Os estudantes fizeram testes de tração, permeabilidade e biodegradabilidade das luvas, com resultados surpreendentes. O material feito com bioplástico do sisal resiste a um calor de até 190ºC, enquanto as de látex perdem suas propriedades a partir de 160ºC. O bioplástico também é mais impermeável que o látex, além de se degradar rapidamente após o descarte. “O sisal tem biodegradação de três a seis meses. Mas, em nossos testes, as luvas se degradaram em apenas um mês. Essas descobertas foram uma grande alegria pra gente”, comemora a professora.
Este ano, a equipe está focada em evoluir o protótipo, com a realização de testes de alergia e microbiológicos. Graças à visibilidade do projeto com o Solve for Tomorrow, os estudantes conseguiram fechar uma parceria com a Universidade Federal do Recôncavo da Bahia para realizar os testes no segundo semestre de 2024. Os ensaios são recomendados pela Agência Nacional de Vigilância Sanitária (Anvisa) para que as luvas possam ser utilizadas em maior escala por profissionais de saúde.
Os estudantes também estão testando materiais alternativos, como resíduos do sisal e papel reciclado, para desenvolver caixas que sirvam como embalagens para as luvas de bioplástico. “É incrível como os alunos que antes estavam tímidos, que não tinham ideias, hoje têm a mente borbulhando de novas possibilidades”, destaca Cabral.
Motivação
A participação dos estudantes abriu novas portas e perspectivas de vida. O município de Araci não possui indústria desenvolvida e nem universidades. Os principais empregadores são o comércio local, os órgãos públicos municipais e as plantações de sisal. No entanto, a professora acredita que o aprendizado prático com os projetos de ciência podem mudar essa realidade.
“Vocês não têm noção do poder transformador que o Solve for Tomorrow teve em nossas vidas, no sentido de dar visibilidade. O município tem uma realidade em que você não vê muitas pessoas vencerem, mas é preciso acreditar. O projeto foi uma resposta, para dizer que não era uma perda de tempo, que não é só por um prêmio. O rendimento dos estudantes na sala de aula era muito baixo e, depois desse projeto, eles evoluíram, os professores chamam para elogiar, os pais têm o maior orgulho e estão sempre participando”, comemora.
Graças ao sucesso das luvas de bioplástico, a escola obteve novos equipamentos para o laboratório. Ao ver a necessidade de investimentos, o governo estadual forneceu um destilador de água, um agitador magnético e uma balança semianalítica para aperfeiçoar a produção do protótipo. Outro impacto positivo foi a abertura de fronteiras, por meio de prêmios, convites para viagens e participações em eventos científicos de outros estados e países.

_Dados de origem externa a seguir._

//! Shared helpers for unit tests: an in-memory database and a stub calendar.

use std::sync::{Arc, Mutex};

use async_trait::async_trait;
use sqlx::sqlite::SqlitePoolOptions;
use sqlx::SqlitePool;

use crate::config::Config;
use crate::error::{AppError, AppResult};
use crate::services::gcal::{
    end_for_start, CalendarService, GcalEvent, GoogleUserInfo, TokenResponse,
};
use crate::AppState;

/// In-memory SQLite with the real migrations applied. A single connection so
/// every query sees the same database.
pub async fn test_pool() -> SqlitePool {
    let pool = SqlitePoolOptions::new()
        .max_connections(1)
        .connect("sqlite::memory:")
        .await
        .expect("in-memory sqlite");
    sqlx::migrate!("./migrations")
        .run(&pool)
        .await
        .expect("migrations");
    pool
}

#[derive(Debug, Clone, Copy)]
pub enum StubBehavior {
    /// Accept the draft and hand back a confirmed event.
    Succeed,
    /// Report the window as already occupied.
    Conflict,
    /// Fail like an unreachable remote service.
    Unavailable,
}

/// Calendar double recording what the workflow asked it to create.
pub struct StubCalendarService {
    pub behavior: StubBehavior,
    pub created: Mutex<Vec<GcalEvent>>,
}

impl StubCalendarService {
    pub fn succeeding() -> Self {
        Self::with_behavior(StubBehavior::Succeed)
    }

    pub fn conflicting() -> Self {
        Self::with_behavior(StubBehavior::Conflict)
    }

    pub fn unavailable() -> Self {
        Self::with_behavior(StubBehavior::Unavailable)
    }

    fn with_behavior(behavior: StubBehavior) -> Self {
        Self {
            behavior,
            created: Mutex::new(Vec::new()),
        }
    }
}

#[async_trait]
impl CalendarService for StubCalendarService {
    fn auth_url(&self, state: &str) -> String {
        format!("https://stub.invalid/auth?state={}", state)
    }

    async fn exchange_code(&self, _code: &str) -> AppResult<TokenResponse> {
        Ok(TokenResponse {
            access_token: "stub-access".to_string(),
            expires_in: 3600,
            refresh_token: Some("stub-refresh".to_string()),
            scope: None,
            token_type: None,
        })
    }

    async fn fetch_userinfo(&self, _access_token: &str) -> AppResult<GoogleUserInfo> {
        Ok(GoogleUserInfo {
            id: "g-1".to_string(),
            email: "dono@example.com".to_string(),
            name: Some("Dono".to_string()),
        })
    }

    async fn create_event(
        &self,
        _user_id: &str,
        _calendar_id: &str,
        draft: GcalEvent,
    ) -> AppResult<GcalEvent> {
        match self.behavior {
            StubBehavior::Succeed => {
                self.created.lock().unwrap().push(draft.clone());
                let start = draft
                    .start
                    .as_ref()
                    .and_then(|s| s.date_time.clone())
                    .unwrap_or_default();
                Ok(GcalEvent {
                    id: Some("evt-1".to_string()),
                    status: Some("confirmed".to_string()),
                    html_link: Some("https://calendar.stub.invalid/evt-1".to_string()),
                    end: Some(crate::services::gcal::EventDateTime {
                        date_time: end_for_start(&start).ok(),
                        time_zone: draft.start.as_ref().and_then(|s| s.time_zone.clone()),
                        date: None,
                    }),
                    ..draft
                })
            }
            StubBehavior::Conflict => Err(AppError::SchedulingConflict {
                start: "2025-07-21T14:00:00-03:00".to_string(),
                end: "2025-07-21T15:30:00-03:00".to_string(),
                summary: "Evento existente".to_string(),
                event_id: "busy-1".to_string(),
            }),
            StubBehavior::Unavailable => {
                Err(AppError::GoogleApi("stub: serviço indisponível".to_string()))
            }
        }
    }

    async fn get_event(
        &self,
        _user_id: &str,
        _calendar_id: &str,
        event_id: &str,
    ) -> AppResult<Option<GcalEvent>> {
        let created = self.created.lock().unwrap();
        Ok(created
            .iter()
            .find(|e| e.id.as_deref() == Some(event_id))
            .cloned())
    }

    async fn update_event(
        &self,
        _user_id: &str,
        _calendar_id: &str,
        event_id: &str,
        mut patch: GcalEvent,
    ) -> AppResult<GcalEvent> {
        patch.id = Some(event_id.to_string());
        Ok(patch)
    }

    async fn cancel_event(
        &self,
        _user_id: &str,
        _calendar_id: &str,
        event_id: &str,
    ) -> AppResult<GcalEvent> {
        Ok(GcalEvent {
            id: Some(event_id.to_string()),
            status: Some("cancelled".to_string()),
            ..Default::default()
        })
    }
}

/// App state over an in-memory database and the given stub calendar; the stub
/// is also returned separately so tests can inspect it.
pub async fn test_state(stub: StubCalendarService) -> (Arc<AppState>, Arc<StubCalendarService>) {
    let stub = Arc::new(stub);
    let state = Arc::new(AppState {
        db: test_pool().await,
        config: Config::default(),
        calendar: stub.clone(),
        mailer: None,
    });
    (state, stub)
}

Na escola, os estudantes permanecem no caminho da ciência, desenvolvendo novos projetos para solucionar os problemas observados no cotidiano. “Eles começaram a abrir a mente e hoje trabalham em projetos como produção de biocombustível a partir do tamarindo, produção de absorventes biodegradáveis com o próprio sisal, produção de repelentes. Outros alunos estão entrando no movimento e eles mesmos são líderes desses projetos”, celebra.